Meta-analysis of all 10 included studies (12 comparisons) provided moderate-certainty evidence that adherence interventions led to small improvements in adherence (i.e. the mean amount of medication consumed; SMD 0.10, 95% CI 0.03 to 0.18; IO = 6%; n = 3655), limited by riskof bias. Subgroup analyses for the primary outcome identified no significant subgroup effects, with effect sizes for subgroups imprecisely estimated. However, there was a very weak indication that interventions focused on the 'practicalities' of adhering to treatment (i.e.capabilities, resources, levels of support or skills) may be effective (SMD 0.21, 95% CI 0.03 to 0.38; IO = 39%; n = 1752), whereas interventions focused on treatment 'perceptions' (i.e. beliefs, cognitions, concerns and preferences; SMD 0.10, 95% CI –0.03 to 0.24; IO = 0%; n = 839) or on both (SMD 0.04, 95% CI –0.08 to 0.16; IO = 0%; n = 1064), may not be effective.
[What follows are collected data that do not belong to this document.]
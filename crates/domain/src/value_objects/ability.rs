//! Ability scores and their derived modifiers.

use serde::{Deserialize, Serialize};
use std::fmt;
use std::str::FromStr;

use super::normalize_key;
use crate::error::DomainError;
use crate::rules::RulesRegistry;

/// The six character abilities.
#[derive(Debug, Clone, Copy, PartialEq, Eq, Hash, PartialOrd, Ord, Serialize, Deserialize)]
pub enum AbilityType {
    #[serde(alias = "Str", alias = "STR")]
    Strength,
    #[serde(alias = "Dex", alias = "DEX")]
    Dexterity,
    #[serde(alias = "Con", alias = "CON")]
    Constitution,
    #[serde(alias = "Int", alias = "INT")]
    Intelligence,
    #[serde(alias = "Wis", alias = "WIS")]
    Wisdom,
    #[serde(alias = "Cha", alias = "CHA")]
    Charisma,
}

impl AbilityType {
    pub fn as_str(&self) -> &'static str {
        match self {
            Self::Strength => "Strength",
            Self::Dexterity => "Dexterity",
            Self::Constitution => "Constitution",
            Self::Intelligence => "Intelligence",
            Self::Wisdom => "Wisdom",
            Self::Charisma => "Charisma",
        }
    }

    /// Returns the short uppercase form (e.g., "STR", "DEX").
    pub fn abbreviation(&self) -> &'static str {
        match self {
            Self::Strength => "STR",
            Self::Dexterity => "DEX",
            Self::Constitution => "CON",
            Self::Intelligence => "INT",
            Self::Wisdom => "WIS",
            Self::Charisma => "CHA",
        }
    }

    pub fn all() -> [AbilityType; 6] {
        [
            Self::Strength,
            Self::Dexterity,
            Self::Constitution,
            Self::Intelligence,
            Self::Wisdom,
            Self::Charisma,
        ]
    }
}

impl fmt::Display for AbilityType {
    fn fmt(&self, f: &mut fmt::Formatter<'_>) -> fmt::Result {
        write!(f, "{}", self.as_str())
    }
}

impl FromStr for AbilityType {
    type Err = DomainError;

    fn from_str(s: &str) -> Result<Self, Self::Err> {
        match normalize_key(s).as_str() {
            "str" | "strength" => Ok(Self::Strength),
            "dex" | "dexterity" => Ok(Self::Dexterity),
            "con" | "constitution" => Ok(Self::Constitution),
            "int" | "intelligence" => Ok(Self::Intelligence),
            "wis" | "wisdom" => Ok(Self::Wisdom),
            "cha" | "charisma" => Ok(Self::Charisma),
            _ => Err(DomainError::parse(format!("Unknown ability: {}", s))),
        }
    }
}

/// A raw ability value and the modifier the rules give it.
///
/// Only constructed through the registry so the pair can never disagree.
#[derive(Debug, Clone, Copy, PartialEq, Eq, Serialize, Deserialize)]
pub struct AbilityScore {
    value: i32,
    modifier: i32,
}

impl AbilityScore {
    pub const DEFAULT_VALUE: i32 = 9;

    pub fn new(value: i32, rules: &RulesRegistry) -> Self {
        Self {
            value,
            modifier: rules.ability_modifier(value),
        }
    }

    #[inline]
    pub fn value(&self) -> i32 {
        self.value
    }

    #[inline]
    pub fn modifier(&self) -> i32 {
        self.modifier
    }
}

impl fmt::Display for AbilityScore {
    fn fmt(&self, f: &mut fmt::Formatter<'_>) -> fmt::Result {
        write!(f, "{} ({:+})", self.value, self.modifier)
    }
}

/// All six scores. Every ability is always present.
#[derive(Debug, Clone, PartialEq, Eq, Serialize, Deserialize)]
#[serde(rename_all = "camelCase")]
pub struct AbilityScores {
    strength: AbilityScore,
    dexterity: AbilityScore,
    constitution: AbilityScore,
    intelligence: AbilityScore,
    wisdom: AbilityScore,
    charisma: AbilityScore,
}

impl AbilityScores {
    /// Every ability at 9.
    pub fn new(rules: &RulesRegistry) -> Self {
        let score = AbilityScore::new(AbilityScore::DEFAULT_VALUE, rules);
        Self {
            strength: score,
            dexterity: score,
            constitution: score,
            intelligence: score,
            wisdom: score,
            charisma: score,
        }
    }

    pub fn get(&self, ability: AbilityType) -> AbilityScore {
        match ability {
            AbilityType::Strength => self.strength,
            AbilityType::Dexterity => self.dexterity,
            AbilityType::Constitution => self.constitution,
            AbilityType::Intelligence => self.intelligence,
            AbilityType::Wisdom => self.wisdom,
            AbilityType::Charisma => self.charisma,
        }
    }

    #[inline]
    pub fn value(&self, ability: AbilityType) -> i32 {
        self.get(ability).value()
    }

    #[inline]
    pub fn modifier(&self, ability: AbilityType) -> i32 {
        self.get(ability).modifier()
    }

    /// Replaces one score, recomputing its modifier.
    pub fn set(&mut self, ability: AbilityType, value: i32, rules: &RulesRegistry) {
        let score = AbilityScore::new(value, rules);
        match ability {
            AbilityType::Strength => self.strength = score,
            AbilityType::Dexterity => self.dexterity = score,
            AbilityType::Constitution => self.constitution = score,
            AbilityType::Intelligence => self.intelligence = score,
            AbilityType::Wisdom => self.wisdom = score,
            AbilityType::Charisma => self.charisma = score,
        }
    }

    pub fn iter(&self) -> impl Iterator<Item = (AbilityType, AbilityScore)> + '_ {
        AbilityType::all().into_iter().map(move |a| (a, self.get(a)))
    }
}

#[cfg(test)]
mod tests {
    use super::*;
    use crate::testing::ose_rules;

    #[test]
    fn test_defaults_are_nine_with_zero_modifier() {
        let scores = AbilityScores::new(&ose_rules());
        for (_, score) in scores.iter() {
            assert_eq!(score.value(), 9);
            assert_eq!(score.modifier(), 0);
        }
    }

    #[test]
    fn test_set_updates_value_and_modifier_together() {
        let rules = ose_rules();
        let mut scores = AbilityScores::new(&rules);

        scores.set(AbilityType::Strength, 18, &rules);
        assert_eq!(scores.value(AbilityType::Strength), 18);
        assert_eq!(scores.modifier(AbilityType::Strength), 3);

        scores.set(AbilityType::Strength, 5, &rules);
        assert_eq!(scores.modifier(AbilityType::Strength), -2);
        assert_eq!(scores.value(AbilityType::Dexterity), 9);
    }

    #[test]
    fn test_out_of_table_values_fall_back_to_zero_modifier() {
        let rules = ose_rules();
        assert_eq!(AbilityScore::new(25, &rules).modifier(), 0);
        assert_eq!(AbilityScore::new(-4, &rules).modifier(), 0);
    }

    #[test]
    fn test_ability_from_str() {
        assert_eq!("STR".parse::<AbilityType>(), Ok(AbilityType::Strength));
        assert_eq!("wisdom".parse::<AbilityType>(), Ok(AbilityType::Wisdom));
        assert!("Luck".parse::<AbilityType>().is_err());
    }

    #[test]
    fn test_display_shows_signed_modifier() {
        let rules = ose_rules();
        assert_eq!(AbilityScore::new(13, &rules).to_string(), "13 (+1)");
        assert_eq!(AbilityScore::new(4, &rules).to_string(), "4 (-2)");
    }
}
Participant-centred interventions may be effective (SMD 0.12,95% CI 0.02 to 0.23; IO = 20%; n = 2791), whereas those that are clinician-centred may not (SMD 0.09, 95% CI –0.05 to 0.23; IO = 0%; n = 864).
Five studies assessed short-term smoking abstinence (five comparisons), while an overlapping set of five studies (seven comparisons) assessed long-term smoking abstinence of six months or more. Meta-analyses resulted in low-certainty evidence that adherence interventions may slightly increase short-term smoking cessation rates (RR 1.08, 95% CI 0.96 to 1.21; IO = 0%; n = 1795) and long-term smoking cessation rates (RR 1.16, 95% CI 0.96 to 1.40; IO = 48%; n = 3593). In both cases, the evidence was limited by risk of bias and imprecision, with CIs encompassing minimal harm as well as moderate benefit, and a high likelihood that further evidence will change the estimate of the effect. There was no evidence that interventions to increase adherence to medication led to any adverse events. Studies did not report on factors plausibly associated with increases in adherence, such as self-efficacy, understanding of and attitudes toward treatment, and motivation and intentions to quit.
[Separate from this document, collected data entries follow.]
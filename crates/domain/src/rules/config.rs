//! Serde shapes of the textual rules document.
//!
//! Everything is optional so partial documents still load; the registry
//! turns these into enum-keyed tables.

use serde::{Deserialize, Serialize};
use std::collections::BTreeMap;

use crate::character::SavingThrows;

/// One row of a range table: `value` applies when `min <= x <= max`.
#[derive(Debug, Clone, PartialEq, Serialize, Deserialize)]
pub struct Band<V> {
    pub min: i32,
    pub max: i32,
    pub value: V,
}

impl<V> Band<V> {
    #[inline]
    pub fn contains(&self, x: i32) -> bool {
        self.min <= x && x <= self.max
    }
}

/// First band containing `x`, in table order.
pub fn find_band<V>(bands: &[Band<V>], x: i32) -> Option<&V> {
    bands.iter().find(|band| band.contains(x)).map(|band| &band.value)
}

/// XP needed to leave `level`.
#[derive(Debug, Clone, Copy, PartialEq, Eq, Serialize, Deserialize)]
pub struct LevelXp {
    pub level: u8,
    pub xp: u32,
}

/// Spells castable per spell level (1 to 6) at one character level.
#[derive(Debug, Clone, Copy, PartialEq, Eq, Serialize, Deserialize)]
pub struct SpellSlotRow {
    pub level: u8,
    pub slots: [u8; 6],
}

#[derive(Debug, Clone, Default, PartialEq, Serialize, Deserialize)]
#[serde(default)]
pub struct PrimeConditionConfig {
    /// Ability name to minimum score.
    pub minimums: BTreeMap<String, i32>,
    pub multiplier: f64,
}

#[derive(Debug, Clone, Default, PartialEq, Serialize, Deserialize)]
#[serde(default)]
pub struct PrimeRequisiteConfig {
    pub primary_ability: Option<String>,
    pub conditions: Vec<PrimeConditionConfig>,
}

/// Tables for one class, or for the `"Default"` fallback entry.
#[derive(Debug, Clone, Default, PartialEq, Serialize, Deserialize)]
#[serde(default)]
pub struct ClassTableConfig {
    pub hit_die: Option<String>,
    pub max_level: Option<u8>,
    pub hit_die_modifiers: Vec<Band<i32>>,
    pub xp_for_next_level: Vec<LevelXp>,
    pub xp_modifiers: Vec<Band<f64>>,
    pub prime_requisite: Option<PrimeRequisiteConfig>,
    pub thac0: Vec<Band<i32>>,
    pub attack_bonus: Vec<Band<i32>>,
    pub saving_throws: Vec<Band<SavingThrows>>,
    pub starting_languages: Vec<String>,
    pub magic_type: Option<String>,
    pub spell_type: Option<String>,
    pub spell_slots: Vec<SpellSlotRow>,
    pub spell_lists: BTreeMap<u8, Vec<String>>,
    /// Level bands of monster hit dice to turning result.
    pub turning: Vec<Band<BTreeMap<String, String>>>,
}

/// The whole game-system document.
#[derive(Debug, Clone, Default, PartialEq, Serialize, Deserialize)]
#[serde(default)]
pub struct GameSystemConfig {
    pub game_system: String,
    pub version: String,
    pub languages: Vec<String>,
    pub ability_modifiers: Vec<Band<i32>>,
    pub max_retainers: Vec<Band<i32>>,
    pub retainer_loyalty: Vec<Band<i32>>,
    pub reaction_bonus: Vec<Band<i32>>,
    pub literacy: Vec<Band<String>>,
    pub additional_languages: Vec<Band<i32>>,
    pub open_doors: Vec<Band<String>>,
    pub coin_conversion: BTreeMap<String, f64>,
    pub classes: BTreeMap<String, ClassTableConfig>,
}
In people who are stopping smoking and receiving behavioural support, there is moderate-certainty evidence that enhanced behavioural support focusing on adherence to smoking cessation medications can modestly improve adherence. There is only low-certainty evidence that this may slightly improve the likelihood of cessation in the shorter or longer-term. Interventions to increase adherence can aim to address the practicalities of taking medication, change perceptions about medication, such as reasons to take it or concerns about doing so, or both. However, there is currently insufficient evidence to confirm which approach is more effective. There is no evidence on whether such interventions are effective for people who are stopping smoking without standard behavioural support.